What you should do: State the count of lines below featuring the word "value", and write nothing further.

Stored items
= = = =

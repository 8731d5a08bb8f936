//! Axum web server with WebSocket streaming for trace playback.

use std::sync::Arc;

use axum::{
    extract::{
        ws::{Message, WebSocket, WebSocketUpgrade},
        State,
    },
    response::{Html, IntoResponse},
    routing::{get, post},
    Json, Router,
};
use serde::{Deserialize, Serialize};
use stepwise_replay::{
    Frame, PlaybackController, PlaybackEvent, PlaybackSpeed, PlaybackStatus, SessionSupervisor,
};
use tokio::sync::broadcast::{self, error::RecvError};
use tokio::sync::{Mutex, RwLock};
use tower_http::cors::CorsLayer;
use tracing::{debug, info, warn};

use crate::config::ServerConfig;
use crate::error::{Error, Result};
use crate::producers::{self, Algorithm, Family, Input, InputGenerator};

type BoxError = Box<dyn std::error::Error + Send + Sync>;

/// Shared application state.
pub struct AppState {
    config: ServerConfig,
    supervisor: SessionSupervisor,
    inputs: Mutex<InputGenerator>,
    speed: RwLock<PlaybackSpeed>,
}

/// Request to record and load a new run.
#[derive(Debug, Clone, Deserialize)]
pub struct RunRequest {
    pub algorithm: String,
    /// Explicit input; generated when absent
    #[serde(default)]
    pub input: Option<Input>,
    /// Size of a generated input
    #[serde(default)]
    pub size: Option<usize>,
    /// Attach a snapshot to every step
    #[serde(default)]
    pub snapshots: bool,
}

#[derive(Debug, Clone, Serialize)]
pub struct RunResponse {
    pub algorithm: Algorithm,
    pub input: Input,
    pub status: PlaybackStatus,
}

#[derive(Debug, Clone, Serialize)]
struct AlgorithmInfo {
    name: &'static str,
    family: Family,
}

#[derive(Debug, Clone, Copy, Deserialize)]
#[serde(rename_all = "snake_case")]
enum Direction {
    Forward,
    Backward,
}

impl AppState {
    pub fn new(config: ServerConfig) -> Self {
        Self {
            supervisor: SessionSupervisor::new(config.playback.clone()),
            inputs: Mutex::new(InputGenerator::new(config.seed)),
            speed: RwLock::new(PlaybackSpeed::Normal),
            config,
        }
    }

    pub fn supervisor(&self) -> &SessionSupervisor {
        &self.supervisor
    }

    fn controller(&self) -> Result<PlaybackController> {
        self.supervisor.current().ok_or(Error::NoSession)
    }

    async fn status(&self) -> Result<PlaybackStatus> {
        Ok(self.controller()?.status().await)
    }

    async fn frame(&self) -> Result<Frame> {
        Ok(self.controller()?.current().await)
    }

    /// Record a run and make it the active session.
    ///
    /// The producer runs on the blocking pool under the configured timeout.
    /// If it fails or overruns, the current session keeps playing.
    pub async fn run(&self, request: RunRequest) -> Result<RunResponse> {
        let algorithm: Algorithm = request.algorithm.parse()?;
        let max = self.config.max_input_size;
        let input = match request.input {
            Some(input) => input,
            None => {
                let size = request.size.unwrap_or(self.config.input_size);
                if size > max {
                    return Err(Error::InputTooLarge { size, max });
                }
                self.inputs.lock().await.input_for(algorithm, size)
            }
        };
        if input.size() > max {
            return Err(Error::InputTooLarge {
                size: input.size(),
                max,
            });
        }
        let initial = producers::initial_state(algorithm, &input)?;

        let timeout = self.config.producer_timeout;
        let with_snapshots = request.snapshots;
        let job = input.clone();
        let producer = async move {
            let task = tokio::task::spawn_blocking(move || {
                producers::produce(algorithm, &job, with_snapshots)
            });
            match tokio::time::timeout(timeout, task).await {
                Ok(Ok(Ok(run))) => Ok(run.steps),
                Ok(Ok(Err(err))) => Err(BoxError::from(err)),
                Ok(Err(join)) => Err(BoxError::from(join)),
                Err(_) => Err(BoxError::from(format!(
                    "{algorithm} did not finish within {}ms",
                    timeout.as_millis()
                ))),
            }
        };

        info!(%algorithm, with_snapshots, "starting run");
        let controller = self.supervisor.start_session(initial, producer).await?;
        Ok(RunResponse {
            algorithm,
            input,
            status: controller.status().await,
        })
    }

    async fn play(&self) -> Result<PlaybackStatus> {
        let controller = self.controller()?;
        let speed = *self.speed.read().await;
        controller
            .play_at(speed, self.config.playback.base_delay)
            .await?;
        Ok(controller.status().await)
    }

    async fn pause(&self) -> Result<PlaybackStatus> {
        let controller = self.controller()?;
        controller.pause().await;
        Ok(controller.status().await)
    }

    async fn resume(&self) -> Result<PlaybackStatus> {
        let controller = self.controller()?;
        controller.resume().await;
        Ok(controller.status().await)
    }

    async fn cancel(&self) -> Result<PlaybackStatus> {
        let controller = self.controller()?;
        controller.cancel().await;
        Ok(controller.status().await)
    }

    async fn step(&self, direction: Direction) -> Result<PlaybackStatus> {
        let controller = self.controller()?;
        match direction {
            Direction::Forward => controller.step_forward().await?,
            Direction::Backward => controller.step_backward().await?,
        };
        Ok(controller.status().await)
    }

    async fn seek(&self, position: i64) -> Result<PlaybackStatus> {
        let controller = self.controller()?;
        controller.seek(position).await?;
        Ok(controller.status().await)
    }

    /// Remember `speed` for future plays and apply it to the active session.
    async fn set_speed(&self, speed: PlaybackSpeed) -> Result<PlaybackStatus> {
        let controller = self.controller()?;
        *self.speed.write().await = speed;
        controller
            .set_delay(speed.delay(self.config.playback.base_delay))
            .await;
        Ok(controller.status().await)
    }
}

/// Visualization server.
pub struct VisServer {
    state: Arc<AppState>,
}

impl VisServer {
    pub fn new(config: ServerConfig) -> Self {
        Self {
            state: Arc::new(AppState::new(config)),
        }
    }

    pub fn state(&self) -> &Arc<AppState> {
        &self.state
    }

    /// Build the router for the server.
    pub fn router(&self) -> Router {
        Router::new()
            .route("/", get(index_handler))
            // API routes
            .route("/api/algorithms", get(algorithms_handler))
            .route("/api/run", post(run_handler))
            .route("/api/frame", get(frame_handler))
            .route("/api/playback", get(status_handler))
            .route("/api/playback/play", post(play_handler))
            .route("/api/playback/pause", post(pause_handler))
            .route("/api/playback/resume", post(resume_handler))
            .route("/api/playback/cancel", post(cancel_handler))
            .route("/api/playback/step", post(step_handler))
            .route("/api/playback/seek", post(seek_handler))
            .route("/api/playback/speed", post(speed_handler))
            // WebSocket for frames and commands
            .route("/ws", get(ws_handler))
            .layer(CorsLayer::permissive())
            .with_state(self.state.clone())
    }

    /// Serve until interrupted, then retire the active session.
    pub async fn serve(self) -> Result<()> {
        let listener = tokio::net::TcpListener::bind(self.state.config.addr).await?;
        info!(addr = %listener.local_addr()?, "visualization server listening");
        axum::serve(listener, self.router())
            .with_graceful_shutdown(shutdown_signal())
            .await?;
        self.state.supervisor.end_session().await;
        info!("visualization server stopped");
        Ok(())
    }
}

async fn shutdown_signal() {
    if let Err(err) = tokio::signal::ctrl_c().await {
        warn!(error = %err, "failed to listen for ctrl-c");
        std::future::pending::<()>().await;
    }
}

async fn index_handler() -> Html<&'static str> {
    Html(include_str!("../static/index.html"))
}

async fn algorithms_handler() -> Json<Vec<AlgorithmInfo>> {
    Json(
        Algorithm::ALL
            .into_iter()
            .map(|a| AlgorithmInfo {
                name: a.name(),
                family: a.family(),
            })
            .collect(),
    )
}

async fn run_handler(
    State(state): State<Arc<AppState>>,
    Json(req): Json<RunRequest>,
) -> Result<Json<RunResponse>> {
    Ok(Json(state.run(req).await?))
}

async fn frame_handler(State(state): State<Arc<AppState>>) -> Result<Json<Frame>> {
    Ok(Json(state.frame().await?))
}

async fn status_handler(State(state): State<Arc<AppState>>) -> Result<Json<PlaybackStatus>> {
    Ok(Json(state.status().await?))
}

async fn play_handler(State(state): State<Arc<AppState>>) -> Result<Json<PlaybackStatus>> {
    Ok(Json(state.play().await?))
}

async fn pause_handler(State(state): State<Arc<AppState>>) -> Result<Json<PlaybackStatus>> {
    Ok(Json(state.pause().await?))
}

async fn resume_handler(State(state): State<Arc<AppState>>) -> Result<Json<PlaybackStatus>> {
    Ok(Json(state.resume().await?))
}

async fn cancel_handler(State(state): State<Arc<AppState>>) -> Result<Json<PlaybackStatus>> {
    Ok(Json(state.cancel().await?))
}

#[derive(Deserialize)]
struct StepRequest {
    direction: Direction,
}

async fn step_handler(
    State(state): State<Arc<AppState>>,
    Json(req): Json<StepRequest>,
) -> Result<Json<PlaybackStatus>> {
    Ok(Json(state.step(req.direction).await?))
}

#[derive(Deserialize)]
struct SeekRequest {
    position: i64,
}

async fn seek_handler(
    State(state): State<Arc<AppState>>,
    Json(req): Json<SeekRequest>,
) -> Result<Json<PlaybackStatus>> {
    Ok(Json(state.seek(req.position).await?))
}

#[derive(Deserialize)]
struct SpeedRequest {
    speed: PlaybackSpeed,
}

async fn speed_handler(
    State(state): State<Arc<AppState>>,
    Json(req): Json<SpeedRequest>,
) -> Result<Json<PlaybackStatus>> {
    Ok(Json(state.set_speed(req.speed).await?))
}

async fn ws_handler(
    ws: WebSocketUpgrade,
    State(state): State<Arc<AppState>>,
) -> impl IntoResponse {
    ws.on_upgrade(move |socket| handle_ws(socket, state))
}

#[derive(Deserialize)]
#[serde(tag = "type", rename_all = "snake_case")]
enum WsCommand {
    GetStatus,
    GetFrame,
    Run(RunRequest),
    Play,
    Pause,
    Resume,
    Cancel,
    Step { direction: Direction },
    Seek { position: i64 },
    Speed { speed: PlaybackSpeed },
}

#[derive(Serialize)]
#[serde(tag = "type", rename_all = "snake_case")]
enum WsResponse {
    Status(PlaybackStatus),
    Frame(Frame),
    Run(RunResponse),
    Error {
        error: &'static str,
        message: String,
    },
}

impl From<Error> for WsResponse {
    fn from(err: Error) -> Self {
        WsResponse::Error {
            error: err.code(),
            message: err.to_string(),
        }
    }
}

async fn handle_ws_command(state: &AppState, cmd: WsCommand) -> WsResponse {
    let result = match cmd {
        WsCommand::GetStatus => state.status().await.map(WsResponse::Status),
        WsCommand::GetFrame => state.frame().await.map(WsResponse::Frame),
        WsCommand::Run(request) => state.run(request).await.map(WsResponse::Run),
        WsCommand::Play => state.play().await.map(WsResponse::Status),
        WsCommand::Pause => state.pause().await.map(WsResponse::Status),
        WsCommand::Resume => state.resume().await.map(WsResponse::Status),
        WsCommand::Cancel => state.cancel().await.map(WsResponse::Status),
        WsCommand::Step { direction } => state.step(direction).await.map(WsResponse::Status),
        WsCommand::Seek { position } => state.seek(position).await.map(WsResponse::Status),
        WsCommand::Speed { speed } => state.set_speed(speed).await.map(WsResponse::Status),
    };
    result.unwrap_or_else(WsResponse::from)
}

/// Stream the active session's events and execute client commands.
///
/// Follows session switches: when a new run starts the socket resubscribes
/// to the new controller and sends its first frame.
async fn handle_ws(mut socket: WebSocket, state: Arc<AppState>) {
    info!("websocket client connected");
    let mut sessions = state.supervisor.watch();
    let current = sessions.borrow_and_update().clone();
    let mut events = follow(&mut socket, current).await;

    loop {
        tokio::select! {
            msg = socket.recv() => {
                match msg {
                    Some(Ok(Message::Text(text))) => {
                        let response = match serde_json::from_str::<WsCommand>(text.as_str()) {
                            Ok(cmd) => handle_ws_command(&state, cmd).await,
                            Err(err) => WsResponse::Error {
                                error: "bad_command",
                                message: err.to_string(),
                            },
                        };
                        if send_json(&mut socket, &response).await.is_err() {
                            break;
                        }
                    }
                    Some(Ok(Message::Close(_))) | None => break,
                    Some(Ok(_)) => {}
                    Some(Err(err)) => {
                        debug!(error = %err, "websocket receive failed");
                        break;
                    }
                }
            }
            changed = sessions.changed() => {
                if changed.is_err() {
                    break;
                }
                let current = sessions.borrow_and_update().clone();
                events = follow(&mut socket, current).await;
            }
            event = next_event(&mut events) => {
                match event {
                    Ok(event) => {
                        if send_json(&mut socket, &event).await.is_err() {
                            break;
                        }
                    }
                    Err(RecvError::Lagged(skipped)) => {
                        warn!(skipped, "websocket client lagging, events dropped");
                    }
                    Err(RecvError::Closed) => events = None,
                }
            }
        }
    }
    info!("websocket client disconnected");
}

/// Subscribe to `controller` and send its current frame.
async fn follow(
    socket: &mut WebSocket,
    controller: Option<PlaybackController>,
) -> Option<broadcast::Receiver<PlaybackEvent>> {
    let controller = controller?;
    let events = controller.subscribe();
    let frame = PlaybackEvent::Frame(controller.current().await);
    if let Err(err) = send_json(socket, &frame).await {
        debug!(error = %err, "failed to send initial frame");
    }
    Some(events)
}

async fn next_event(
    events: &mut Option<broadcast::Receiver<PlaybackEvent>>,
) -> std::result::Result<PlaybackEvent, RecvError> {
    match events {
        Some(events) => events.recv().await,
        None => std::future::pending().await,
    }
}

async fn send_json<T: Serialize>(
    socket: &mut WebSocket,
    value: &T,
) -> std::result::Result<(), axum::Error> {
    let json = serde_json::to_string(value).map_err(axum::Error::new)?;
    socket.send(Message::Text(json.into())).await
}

= = = =

Task output: 2